Annex C. Methodological notes

Comparability of results across different countries is achieved by reproducing the same cleaning procedures and estimation techniques as used on the raw data. The statistical package produced by the OECD includes the following data cleaning instructions, applied to all country source data:

  • Firms in sectors (1-digit NACE 21) A, B, O, T, U are dropped.

  • All negative values of variables that cannot plausibly be negative (employment, turnover, export revenues, labour costs, fixed costs, operating costs, material costs, depreciation, interest costs, research and development (R&D) expenditures, intangible fixed assets, tangible fixed assets, fixed assets, current assets, total assets, loans) are considered missing.

  • Observations with rare values of the variable year are dropped (e.g. observations that refer to the future).

  • The birth year value is considered missing if it is a later year than the latest year covered by the dataset.

  • The accounting indicators based on ratios (e.g. value-added over turnover, intangible assets over tangible assets) are winsorized at 1% level (i.e. values below the first and above the 99th percentile of the distribution are replaced with the value of the 2nd and 98th percentile respectively).

Firms are classified within the industry-standard classification system (NACE 2 rev.2 sector classification). The regression analyses rely on the 4-digit classification. Sectoral analysis aggregates the NACE sections into six groups depending on the intensity of high-technology and knowledge (Table A C.1).

The job functions that are used to approximate innovative activity in firms are classified depending on the keywords in the job function description. Types of classifications can vary across countries. For Finland and Portugal, job functions are classified using the International Standard Classification of Occupations (ISCO-08) classification.

The ISCO-08 classification provides a description of job functions with four different levels of detail for each job: major groups, sub-major groups, minor groups and unit groups. Each level includes a list of tasks typically required for the job.

The jobs that fall under the group “HR job functions” need to mention one or more of the following keywords: “human resource”, “career”, “training” and “staff development”.

These keywords correspond to ISCO occupation unit groups as follows:

  • 1212 Human Resource Managers.

  • 2423 Personnel and Careers Professionals.

  • 2424 Training and Staff Development Professionals.

  • 4416 Personnel Clerks.

Management can be tracked by identification of job function groups, which have “management”, “organisation” or “planning” in their title.

Management is represented by the following ISCO occupations:

  • 1213 Policy and Planning Managers.

  • 2421 Management and Organisation Analyst.

  • 2422 Management Policy Specialist.

The digital technology job functions are all jobs that mention “information technology”, “multimedia”, “software”, “programmers”, “database”, “network” and “system” in their title or job functions.

These generate the following list of ISCO occupations:

  • 1330 Information and Communications Technology Services Managers.

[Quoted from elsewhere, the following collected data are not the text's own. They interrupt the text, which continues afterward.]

#[cfg(test)]
mod tests {
    use super::*;
    use approx::assert_relative_eq;

    const EPSILON: f32 = 1e-3;

    fn assert_on_both(line: &LineEquation, circle: &CircleEquation, point: &Point2) {
        assert_relative_eq!(line.distance_to(point), 0.0, epsilon = f64::from(EPSILON));
        assert_relative_eq!(circle.evaluate(point), 0.0, epsilon = 1e-2);
    }

    #[test]
    fn test_regular_line_from_points() {
        let line = LineEquation::from_points(&Point2::new(0.0, 1.0), &Point2::new(2.0, 5.0)).unwrap();

        assert_eq!(line.kind, LineKind::Regular);
        assert_relative_eq!(line.a, -2.0);
        assert_relative_eq!(line.b, 1.0);
        assert_relative_eq!(line.c, -1.0);
    }

    #[test]
    fn test_horizontal_line_is_tagged() {
        let line = LineEquation::from_points(&Point2::new(-3.0, 4.0), &Point2::new(7.0, 4.0)).unwrap();

        assert_eq!(line.kind, LineKind::Horizontal);
        assert_relative_eq!(line.evaluate(&Point2::new(100.0, 4.0)), 0.0);
    }

    #[test]
    fn test_vertical_line_coefficients() {
        let line = LineEquation::from_points(&Point2::new(2.5, -1.0), &Point2::new(2.5, 9.0)).unwrap();

        assert_eq!(line.kind, LineKind::Vertical);
        assert_eq!((line.a, line.b, line.c), (-1.0, 0.0, 2.5));
    }

    #[test]
    fn test_coincident_points_have_no_line() {
        let p = Point2::new(1.0, 1.0);
        assert!(LineEquation::from_points(&p, &p).is_none());

        let mut solver = EquationSolver::new();
        solver.set_circle(1.0, 1.0, 5.0);
        assert!(!solver.set_line_from_points(&p, &p));
        assert_eq!(solver.solve_line_circle_intersection(0), 0);
        assert!(solver.intersection_points().is_empty());
    }

    #[test]
    fn test_circle_is_stored_negated() {
        let circle = CircleEquation::new(3.0, -4.0, 2.0);

        assert_eq!(circle.center(), Point2::new(3.0, -4.0));
        assert_eq!(circle.squared_radius(), 4.0);
        assert_relative_eq!(circle.evaluate(&Point2::new(5.0, -4.0)), 0.0);
    }

    #[test]
    fn test_point_count_follows_discriminant_sign() {
        let circle = CircleEquation::new(0.0, 0.0, 3.0);
        let cases = [
            (Point2::new(-10.0, 0.0), Point2::new(10.0, 0.0)),
            (Point2::new(-10.0, 3.0), Point2::new(10.0, 3.0)),
            (Point2::new(-10.0, 5.0), Point2::new(10.0, 5.0)),
            (Point2::new(3.0, -10.0), Point2::new(3.0, 10.0)),
            (Point2::new(-7.0, -10.0), Point2::new(-7.0, 10.0)),
            (Point2::new(-4.0, -4.0), Point2::new(4.0, 4.0)),
        ];

        for (p1, p2) in cases {
            let line = LineEquation::from_points(&p1, &p2).unwrap();
            let discriminant = Quadratic::from_line_and_circle(&line, &circle).discriminant();
            let expected = if discriminant > 0.0 {
                2
            } else if discriminant == 0.0 {
                1
            } else {
                0
            };

            assert_eq!(intersect_line_circle(&line, &circle).count(), expected, "{p1:?} -> {p2:?}");
        }
    }

    #[test]
    fn test_tangent_lines_yield_one_point() {
        let circle = CircleEquation::new(0.0, 0.0, 3.0);

        let horizontal = LineEquation::from_points(&Point2::new(-5.0, 3.0), &Point2::new(5.0, 3.0)).unwrap();
        assert_eq!(
            intersect_line_circle(&horizontal, &circle),
            LineCircleIntersection::One(Point2::new(0.0, 3.0))
        );

        let vertical = LineEquation::from_points(&Point2::new(3.0, -5.0), &Point2::new(3.0, 5.0)).unwrap();
        assert_eq!(
            intersect_line_circle(&vertical, &circle),
            LineCircleIntersection::One(Point2::new(3.0, 0.0))
        );
    }

    #[test]
    fn test_intersections_satisfy_both_equations() {
        let circles = [
            CircleEquation::new(0.0, 0.0, 3.0),
            CircleEquation::new(12.5, -4.0, 6.0),
            CircleEquation::new(-20.0, 35.0, 9.0),
        ];
        let segments = [
            (Point2::new(-30.0, -2.0), Point2::new(40.0, 1.0)),
            (Point2::new(5.0, -20.0), Point2::new(15.0, 10.0)),
            (Point2::new(-40.0, 20.0), Point2::new(0.0, 45.0)),
            (Point2::new(-20.0, -100.0), Point2::new(-20.0, 100.0)),
            (Point2::new(12.5, 0.0), Point2::new(12.5, 1.0)),
            (Point2::new(37.0, -50.0), Point2::new(37.002, 0.0)),
            (Point2::new(10.0, -50.0), Point2::new(10.00001, 0.0)),
            (Point2::new(12.5, -50.0), Point2::new(12.5004, 0.0)),
        ];

        for circle in &circles {
            for (p1, p2) in &segments {
                let line = LineEquation::from_points(p1, p2).unwrap();
                match intersect_line_circle(&line, circle) {
                    LineCircleIntersection::None => {}
                    LineCircleIntersection::One(point) => assert_on_both(&line, circle, &point),
                    LineCircleIntersection::Two(first, second) => {
                        assert_on_both(&line, circle, &first);
                        assert_on_both(&line, circle, &second);
                    }
                }
            }
        }
    }

    #[test]
    fn test_near_vertical_paths_keep_both_points() {
        // Slopes from about 2.5e4 up to several million
        let paths = [(37.0_f32, 2e-3_f32), (10.0, 1e-5), (80.0, 1e-5), (-3.0, 4e-4)];

        for (x, dx) in paths {
            let line = LineEquation::from_points(&Point2::new(x, -50.0), &Point2::new(x + dx, 0.0)).unwrap();
            let circle = CircleEquation::new(x, -10.0, 3.0);
            assert_eq!(line.kind, LineKind::Regular);
            assert!(line.is_steep());

            let LineCircleIntersection::Two(first, second) = intersect_line_circle(&line, &circle) else {
                panic!("path through x = {x} should cross the circle twice");
            };
            assert_on_both(&line, &circle, &first);
            assert_on_both(&line, &circle, &second);

            let (low, high) = if first.y < second.y { (first, second) } else { (second, first) };
            assert_relative_eq!(low.y, -13.0, epsilon = 1e-3);
            assert_relative_eq!(high.y, -7.0, epsilon = 1e-3);
            assert_relative_eq!(low.x, x, epsilon = 1e-2);
        }
    }

    #[test]
    fn test_steepness_picks_the_solved_variable() {
        let shallow = LineEquation::from_points(&Point2::new(0.0, 0.0), &Point2::new(2.0, 1.0)).unwrap();
        let diagonal = LineEquation::from_points(&Point2::new(0.0, 0.0), &Point2::new(1.0, 1.0)).unwrap();
        let steep = LineEquation::from_points(&Point2::new(0.0, 1.0), &Point2::new(1.0, 5.0)).unwrap();
        let vertical = LineEquation::from_points(&Point2::new(2.0, 0.0), &Point2::new(2.0, 1.0)).unwrap();

        assert!(!shallow.is_steep());
        assert!(!diagonal.is_steep());
        assert!(steep.is_steep());
        assert!(vertical.is_steep());

        // y = 4x + 1 read back as x = y/4 - 1/4
        let (slope, constant) = steep.explicit_form();
        assert_relative_eq!(slope, 0.25);
        assert_relative_eq!(constant, -0.25);
        assert_eq!(vertical.explicit_form(), (0.0, 2.0));
    }

    #[test]
    fn test_vertical_branch_matches_rotated_regular_case() {
        let circle = CircleEquation::new(0.0, 0.0, 2.0);

        // x = 1 through the vertical branch
        let vertical = LineEquation::from_points(&Point2::new(1.0, -10.0), &Point2::new(1.0, 10.0)).unwrap();
        // The same configuration turned a quarter turn clockwise: y = -1
        let rotated = LineEquation::from_points(&Point2::new(-10.0, -1.0), &Point2::new(10.0, -1.0)).unwrap();

        let LineCircleIntersection::Two(v1, v2) = intersect_line_circle(&vertical, &circle) else {
            panic!("vertical line should cross the circle twice");
        };
        let LineCircleIntersection::Two(r1, r2) = intersect_line_circle(&rotated, &circle) else {
            panic!("rotated line should cross the circle twice");
        };

        assert_on_both(&vertical, &circle, &v1);
        assert_on_both(&vertical, &circle, &v2);

        // Turn the rotated results back a quarter turn counter-clockwise
        let unrotate = |p: Point2| Point2::new(-p.y, p.x);
        let mut from_vertical = [v1, v2];
        let mut from_rotated = [unrotate(r1), unrotate(r2)];
        from_vertical.sort_by(|a, b| a.y.total_cmp(&b.y));
        from_rotated.sort_by(|a, b| a.y.total_cmp(&b.y));

        for (v, r) in from_vertical.iter().zip(&from_rotated) {
            assert_relative_eq!(v.x, r.x, epsilon = EPSILON);
            assert_relative_eq!(v.y, r.y, epsilon = EPSILON);
        }
        assert_relative_eq!(from_vertical[1].y, 3.0_f32.sqrt(), epsilon = EPSILON);
    }

    #[test]
    fn test_batch_tags_points_by_owner() {
        let mut solver = EquationSolver::new();
        solver.set_line_from_points(&Point2::new(-50.0, 0.0), &Point2::new(50.0, 0.0));

        solver.set_circle(-10.0, 0.0, 2.0);
        assert_eq!(solver.solve_line_circle_intersection(4), 2);
        solver.set_circle(0.0, 10.0, 2.0);
        assert_eq!(solver.solve_line_circle_intersection(5), 0);
        solver.set_circle(10.0, 0.0, 2.0);
        assert_eq!(solver.solve_line_circle_intersection(6), 2);

        let owners: Vec<usize> = solver.intersection_points().iter().map(|p| p.owner_index).collect();
        assert_eq!(owners, vec![4, 4, 6, 6]);
        assert_eq!(solver.emitted_count(), 4);
    }

    #[test]
    fn test_flush_resets_everything() {
        let mut solver = EquationSolver::new();
        solver.set_line_from_points(&Point2::new(0.0, -5.0), &Point2::new(0.0, 5.0));
        solver.set_circle(0.0, 0.0, 1.0);
        solver.solve_line_circle_intersection(0);

        solver.flush();

        assert!(solver.line().is_none());
        assert_eq!(*solver.circle(), CircleEquation::default());
        assert!(solver.intersection_points().is_empty());
        assert_eq!(solver.emitted_count(), 0);
        assert_eq!(solver.solve_line_circle_intersection(0), 0);
    }

    #[test]
    fn test_closest_point_and_first_seen_ties() {
        let mut solver = EquationSolver::new();
        assert!(solver.closest_intersection_point(&Point2::origin()).is_none());

        solver.set_line_from_points(&Point2::new(-10.0, 0.0), &Point2::new(10.0, 0.0));
        solver.set_circle(0.0, 0.0, 4.0);
        solver.solve_line_circle_intersection(0);

        let points = solver.intersection_points().to_vec();
        let closest = solver.closest_intersection_point(&Point2::origin()).unwrap();
        assert_eq!(closest, points[0]);

        let origin = Point2::new(-9.0, 1.0);
        let closest = solver.closest_intersection_point(&origin).unwrap();
        for point in &points {
            assert!(
                nalgebra::distance(&closest.coordinates, &origin)
                    <= nalgebra::distance(&point.coordinates, &origin)
            );
        }
        assert_relative_eq!(closest.coordinates.x, -4.0, epsilon = EPSILON);
    }

    #[test]
    fn test_direction_filter_drops_points_behind() {
        let mut solver = EquationSolver::new();
        let start = Point2::new(0.0, 0.0);
        solver.set_line_from_points(&start, &Point2::new(0.0, 10.0));
        solver.set_circle(0.0, 0.0, 3.0);
        solver.solve_line_circle_intersection(0);
        assert_eq!(solver.intersection_points().len(), 2);

        solver.filter_points_with_correct_direction(&start, &Vec2::new(0.0, 10.0));

        assert_eq!(solver.intersection_points().len(), 1);
        assert_relative_eq!(solver.intersection_points()[0].coordinates.y, 3.0, epsilon = EPSILON);
    }

    #[test]
    fn test_direction_filter_ignores_zero_axes() {
        let mut solver = EquationSolver::new();
        solver.set_line_from_points(&Point2::new(-10.0, 2.0), &Point2::new(10.0, 2.0));
        solver.set_circle(0.0, 2.0, 1.0);
        solver.solve_line_circle_intersection(0);

        // Points sit level with the origin on y and the direction has no x component
        solver.filter_points_with_correct_direction(&Point2::new(0.0, 2.0), &Vec2::new(0.0, 1.0));
        assert_eq!(solver.intersection_points().len(), 2);

        // Diagonal travel drops the point that is behind on x
        solver.filter_points_with_correct_direction(&Point2::new(0.0, 0.0), &Vec2::new(1.0, 1.0));
        assert_eq!(solver.intersection_points().len(), 1);
        assert_relative_eq!(solver.intersection_points()[0].coordinates.x, 1.0, epsilon = EPSILON);
    }

    #[test]
    fn test_direction_filter_is_idempotent() {
        let mut solver = EquationSolver::new();
        let start = Point2::new(-6.0, -6.0);
        solver.set_line_from_points(&start, &Point2::new(6.0, 5.0));
        for (index, x) in [-4.0_f32, 0.0, 4.0].iter().enumerate() {
            solver.set_circle(*x, 0.0, 2.5);
            solver.solve_line_circle_intersection(index);
        }

        let direction = Vec2::new(-1.0, -0.5);
        solver.filter_points_with_correct_direction(&Point2::new(0.0, 0.0), &direction);
        let once = solver.intersection_points().to_vec();
        solver.filter_points_with_correct_direction(&Point2::new(0.0, 0.0), &direction);

        assert_eq!(solver.intersection_points(), once.as_slice());
    }

    #[test]
    fn test_reach_limits_points_to_segment() {
        let mut solver = EquationSolver::new();
        let start = Point2::new(-10.0, 0.0);
        solver.set_line_from_points(&start, &Point2::new(10.0, 0.0));
        solver.set_circle(20.0, 0.0, 3.0);
        solver.solve_line_circle_intersection(0);
        assert_eq!(solver.intersection_points().len(), 2);

        solver.retain_within_reach(&start, 20.0);
        assert!(solver.intersection_points().is_empty());
    }
}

  • 2356 Information Technology Trainers.

  • Sub-major group 25:

    • 251 Software and Applications Developers and Analysts (2511 System Analysts, 5512 Software Developers, 2513 Web and Multimedia Developers, 2514 Applications Programmers, 2519 Software and Application Developers and Analysts).

    • 252 Database and Network Professionals (2521 Database Designers and Administrators, 2522 Systems Administrators, 2523 Computer Network Professionals, 2529 Database and Network Professionals).

    • Minor group 351 Information and Communications Technology Operations and User Support Technicians (3511 Information and Communications Technology Operations Technicians, 3512 Information and Communications Technology User Support Technicians, 3513 Computer Network and Systems Technicians, 3514 Web Technicians).

Research job functions are the jobs that mention “research” in the title of their profession (excluding 4227 Survey and Market Research Interviewers) and as well as “research” among the first tasks in the description of the occupation.

These are the following job functions by ISCO-08 classification:

  • 1223 Research and Development Managers.

  • 21 Science and Engineering Professionals.

  • 2310 University and Higher Education Teachers.

  • 2351 Education Methods Specialists.

  • 2631 Economists.

  • 2632 Sociologists, Anthropologists and Related Professionals.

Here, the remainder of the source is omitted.